> _Action item_:
Retype every entry precisely and keep each line whole.

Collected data
—————

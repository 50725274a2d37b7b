//! Apply engine (C9): verify-first, whitelist-copy of a bundle into a target tree.

use crate::bundle::validator::{ApprovalChecker, AttestationChecker, ValidationMode, Validator};
use crate::bundle::ExtractLimits;
use crate::error::{ErrorKind, Result, SpecularError};
use globset::{Glob, GlobSet, GlobSetBuilder};
use std::fs;
use std::path::{Path, PathBuf};
use tracing::info;

/// One planned filesystem change, in dry-run or real application.
#[derive(Debug, Clone, PartialEq, Eq)]
pub enum ApplyAction {
    Create(String),
    Update(String),
    Skip(String),
}

impl std::fmt::Display for ApplyAction {
    fn fmt(&self, f: &mut std::fmt::Formatter<'_>) -> std::fmt::Result {
        match self {
            ApplyAction::Create(p) => write!(f, "[CREATE] {p}"),
            ApplyAction::Update(p) => write!(f, "[UPDATE] {p}"),
            ApplyAction::Skip(p) => write!(f, "[SKIP] {p}"),
        }
    }
}

#[derive(Debug, Clone, Default)]
pub struct ApplyOptions {
    pub exclude: Vec<String>,
    pub dry_run: bool,
}

fn build_excludes(patterns: &[String]) -> Result<GlobSet> {
    let mut builder = GlobSetBuilder::new();
    for pattern in patterns {
        let glob = Glob::new(pattern)
            .map_err(|e| SpecularError::new(ErrorKind::InvalidBundle, format!("bad exclude pattern '{pattern}': {e}")))?;
        builder.add(glob);
    }
    builder
        .build()
        .map_err(|e| SpecularError::new(ErrorKind::InvalidBundle, e.to_string()))
}

/// Verify `bundle_path`, then plan (and optionally perform) copying its
/// files into `target_dir`, skipping anything matched by `exclude`.
///
/// Verification always runs first and in [`ValidationMode::Strict`]: a
/// bundle that fails integrity or approval checks is never applied, even
/// partially.
pub fn apply_bundle(
    bundle_path: &Path,
    target_dir: &Path,
    options: &ApplyOptions,
    approval_checker: Option<&dyn ApprovalChecker>,
    attestation_checker: Option<&dyn AttestationChecker>,
) -> Result<Vec<ApplyAction>> {
    let (result, extract_dir) = Validator::verify(
        bundle_path,
        ExtractLimits::default(),
        ValidationMode::Strict,
        approval_checker,
        attestation_checker,
    );
    if !result.valid {
        let first = result
            .errors
            .into_iter()
            .next()
            .unwrap_or_else(|| SpecularError::new(ErrorKind::InvalidBundle, "bundle failed verification"));
        return Err(first);
    }
    let manifest = result
        .manifest
        .ok_or_else(|| SpecularError::new(ErrorKind::InvalidBundle, "verification produced no manifest"))?;

    let excludes = build_excludes(&options.exclude)?;

    let mut actions = Vec::new();
    for entry in &manifest.files {
        if excludes.is_match(&entry.path) {
            actions.push(ApplyAction::Skip(entry.path.clone()));
            continue;
        }
        let dest_path = resolve_target_path(target_dir, &entry.path)?;
        let action = if dest_path.exists() {
            ApplyAction::Update(entry.path.clone())
        } else {
            ApplyAction::Create(entry.path.clone())
        };

        if !options.dry_run {
            if let Some(parent) = dest_path.parent() {
                fs::create_dir_all(parent)?;
            }
            fs::copy(extract_dir.path().join(&entry.path), &dest_path)?;
            info!(path = %entry.path, "applied bundle file");
        }
        actions.push(action);
    }

    actions.sort_by(|a, b| apply_action_path(a).cmp(apply_action_path(b)));
    Ok(actions)
}

fn apply_action_path(action: &ApplyAction) -> &str {
    match action {
        ApplyAction::Create(p) | ApplyAction::Update(p) | ApplyAction::Skip(p) => p,
    }
}

/// Join `rel` onto `target_dir`, rejecting anything that would escape it.
///
/// The manifest's own file paths were already validated at build/extract
/// time, but the apply boundary is security-relevant independently of that:
/// this guards against a manifest that was hand-edited after signing but
/// before a deliberately permissive verifier accepted it.
fn resolve_target_path(target_dir: &Path, rel: &str) -> Result<PathBuf> {
    let rel_path = Path::new(rel);
    if rel_path.is_absolute() || rel_path.components().any(|c| matches!(c, std::path::Component::ParentDir)) {
        return Err(SpecularError::new(
            ErrorKind::InvalidBundle,
            format!("manifest path '{rel}' is unsafe to apply"),
        ));
    }
    Ok(target_dir.join(rel_path))
}

#[cfg(test)]
mod tests {
    use super::*;
    use crate::bundle::builder::{BuildInput, BuildOptions, Builder as BundleBuilder};
    use tempfile::tempdir;

    fn write(dir: &Path, rel: &str, contents: &str) {
        let full = dir.join(rel);
        fs::create_dir_all(full.parent().unwrap()).unwrap();
        fs::write(full, contents).unwrap();
    }

    #[test]
    fn dry_run_enumerates_creates() {
        let source = tempdir().unwrap();
        write(source.path(), "spec.yaml", "product: demo\n");
        write(source.path(), "spec.lock.json", "{}\n");
        write(source.path(), "routing.yaml", "routes: []\n");

        let input = BuildInput {
            source_dir: source.path().to_path_buf(),
            additional_files: vec![],
        };
        let options = BuildOptions {
            id: "acme/demo".to_string(),
            version: "1.0.0".to_string(),
            ..Default::default()
        };
        let bundle_path = source.path().join("out.bundle");
        BundleBuilder::build(&input, &options, &bundle_path).unwrap();

        let target = tempdir().unwrap();
        let actions = apply_bundle(
            &bundle_path,
            target.path(),
            &ApplyOptions {
                exclude: vec![],
                dry_run: true,
            },
            None,
            None,
        )
        .unwrap();
        assert!(actions.iter().all(|a| matches!(a, ApplyAction::Create(_))));
        assert!(!target.path().join("spec.yaml").exists());
    }

    #[test]
    fn exclude_glob_skips_matching_files() {
        let source = tempdir().unwrap();
        write(source.path(), "spec.yaml", "product: demo\n");
        write(source.path(), "spec.lock.json", "{}\n");
        write(source.path(), "routing.yaml", "routes: []\n");
        write(source.path(), "policies/policy_1.yaml", "rule: allow\n");

        let input = BuildInput {
            source_dir: source.path().to_path_buf(),
            additional_files: vec![],
        };
        let options = BuildOptions {
            id: "acme/demo".to_string(),
            version: "1.0.0".to_string(),
            ..Default::default()
        };
        let bundle_path = source.path().join("out.bundle");
        BundleBuilder::build(&input, &options, &bundle_path).unwrap();

        let target = tempdir().unwrap();
        let actions = apply_bundle(
            &bundle_path,
            target.path(),
            &ApplyOptions {
                exclude: vec!["policies/**".to_string()],
                dry_run: false,
            },
            None,
            None,
        )
        .unwrap();
        assert!(actions.contains(&ApplyAction::Skip("policies/policy_1.yaml".to_string())));
        assert!(target.path().join("spec.yaml").exists());
        assert!(!target.path().join("policies/policy_1.yaml").exists());
    }
}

—————

> _Exercise result_:
repository 50725274a2d37b7b
//! Apply engine (C9): verify-first, whitelist-copy of a bundle into a target tree.

use crate::bundle::validator::{ApprovalChecker, AttestationChecker, ValidationMode, Validator};
use crate::bundle::ExtractLimits;
use crate::error::{ErrorKind, Result, SpecularError};
use globset::{Glob, GlobSet, GlobSetBuilder};
use std::fs;
use std::path::{Path, PathBuf};
use tracing::info;

/// One planned filesystem change, in dry-run or real application.
#[derive(Debug, Clone, PartialEq, Eq)]
pub enum ApplyAction {
    Create(String),
    Update(String),
    Skip(String),
}

impl std::fmt::Display for ApplyAction {
    fn fmt(&self, f: &mut std::fmt::Formatter<'_>) -> std::fmt::Result {
        match self {
            ApplyAction::Create(p) => write!(f, "[CREATE] {p}"),
            ApplyAction::Update(p) => write!(f, "[UPDATE] {p}"),
            ApplyAction::Skip(p) => write!(f, "[SKIP] {p}"),
        }
    }
}

#[derive(Debug, Clone, Default)]
pub struct ApplyOptions {
    pub exclude: Vec<String>,
    pub dry_run: bool,
}

fn build_excludes(patterns: &[String]) -> Result<GlobSet> {
    let mut builder = GlobSetBuilder::new();
    for pattern in patterns {
        let glob = Glob::new(pattern)
            .map_err(|e| SpecularError::new(ErrorKind::InvalidBundle, format!("bad exclude pattern '{pattern}': {e}")))?;
        builder.add(glob);
    }
    builder
        .build()
        .map_err(|e| SpecularError::new(ErrorKind::InvalidBundle, e.to_string()))
}

/// Verify `bundle_path`, then plan (and optionally perform) copying its
/// files into `target_dir`, skipping anything matched by `exclude`.
///
/// Verification always runs first and in [`ValidationMode::Strict`]: a
/// bundle that fails integrity or approval checks is never applied, even
/// partially.
pub fn apply_bundle(
    bundle_path: &Path,
    target_dir: &Path,
    options: &ApplyOptions,
    approval_checker: Option<&dyn ApprovalChecker>,
    attestation_checker: Option<&dyn AttestationChecker>,
) -> Result<Vec<ApplyAction>> {
    let (result, extract_dir) = Validator::verify(
        bundle_path,
        ExtractLimits::default(),
        ValidationMode::Strict,
        approval_checker,
        attestation_checker,
    );
    if !result.valid {
        let first = result
            .errors
            .into_iter()
            .next()
            .unwrap_or_else(|| SpecularError::new(ErrorKind::InvalidBundle, "bundle failed verification"));
        return Err(first);
    }
    let manifest = result
        .manifest
        .ok_or_else(|| SpecularError::new(ErrorKind::InvalidBundle, "verification produced no manifest"))?;

    let excludes = build_excludes(&options.exclude)?;

    let mut actions = Vec::new();
    for entry in &manifest.files {
        if excludes.is_match(&entry.path) {
            actions.push(ApplyAction::Skip(entry.path.clone()));
            continue;
        }
        let dest_path = resolve_target_path(target_dir, &entry.path)?;
        let action = if dest_path.exists() {
            ApplyAction::Update(entry.path.clone())
        } else {
            ApplyAction::Create(entry.path.clone())
        };

        if !options.dry_run {
            if let Some(parent) = dest_path.parent() {
                fs::create_dir_all(parent)?;
            }
            fs::copy(extract_dir.path().join(&entry.path), &dest_path)?;
            info!(path = %entry.path, "applied bundle file");
        }
        actions.push(action);
    }

    actions.sort_by(|a, b| apply_action_path(a).cmp(apply_action_path(b)));
    Ok(actions)
}

fn apply_action_path(action: &ApplyAction) -> &str {
    match action {
        ApplyAction::Create(p) | ApplyAction::Update(p) | ApplyAction::Skip(p) => p,
    }
}

/// Join `rel` onto `target_dir`, rejecting anything that would escape it.
///
/// The manifest's own file paths were already validated at build/extract
/// time, but the apply boundary is security-relevant independently of that:
/// this guards against a manifest that was hand-edited after signing but
/// before a deliberately permissive verifier accepted it.
fn resolve_target_path(target_dir: &Path, rel: &str) -> Result<PathBuf> {
    let rel_path = Path::new(rel);
    if rel_path.is_absolute() || rel_path.components().any(|c| matches!(c, std::path::Component::ParentDir)) {
        return Err(SpecularError::new(
            ErrorKind::InvalidBundle,
            format!("manifest path '{rel}' is unsafe to apply"),
        ));
    }
    Ok(target_dir.join(rel_path))
}

#[cfg(test)]
mod tests {
    use super::*;
    use crate::bundle::builder::{BuildInput, BuildOptions, Builder as BundleBuilder};
    use tempfile::tempdir;

    fn write(dir: &Path, rel: &str, contents: &str) {
        let full = dir.join(rel);
        fs::create_dir_all(full.parent().unwrap()).unwrap();
        fs::write(full, contents).unwrap();
    }

    #[test]
    fn dry_run_enumerates_creates() {
        let source = tempdir().unwrap();
        write(source.path(), "spec.yaml", "product: demo\n");
        write(source.path(), "spec.lock.json", "{}\n");
        write(source.path(), "routing.yaml", "routes: []\n");

        let input = BuildInput {
            source_dir: source.path().to_path_buf(),
            additional_files: vec![],
        };
        let options = BuildOptions {
            id: "acme/demo".to_string(),
            version: "1.0.0".to_string(),
            ..Default::default()
        };
        let bundle_path = source.path().join("out.bundle");
        BundleBuilder::build(&input, &options, &bundle_path).unwrap();

        let target = tempdir().unwrap();
        let actions = apply_bundle(
            &bundle_path,
            target.path(),
            &ApplyOptions {
                exclude: vec![],
                dry_run: true,
            },
            None,
            None,
        )
        .unwrap();
        assert!(actions.iter().all(|a| matches!(a, ApplyAction::Create(_))));
        assert!(!target.path().join("spec.yaml").exists());
    }

    #[test]
    fn exclude_glob_skips_matching_files() {
        let source = tempdir().unwrap();
        write(source.path(), "spec.yaml", "product: demo\n");
        write(source.path(), "spec.lock.json", "{}\n");
        write(source.path(), "routing.yaml", "routes: []\n");
        write(source.path(), "policies/policy_1.yaml", "rule: allow\n");

        let input = BuildInput {
            source_dir: source.path().to_path_buf(),
            additional_files: vec![],
        };
        let options = BuildOptions {
            id: "acme/demo".to_string(),
            version: "1.0.0".to_string(),
            ..Default::default()
        };
        let bundle_path = source.path().join("out.bundle");
        BundleBuilder::build(&input, &options, &bundle_path).unwrap();

        let target = tempdir().unwrap();
        let actions = apply_bundle(
            &bundle_path,
            target.path(),
            &ApplyOptions {
                exclude: vec!["policies/**".to_string()],
                dry_run: false,
            },
            None,
            None,
        )
        .unwrap();
        assert!(actions.contains(&ApplyAction::Skip("policies/policy_1.yaml".to_string())));
        assert!(target.path().join("spec.yaml").exists());
        assert!(!target.path().join("policies/policy_1.yaml").exists());
    }
}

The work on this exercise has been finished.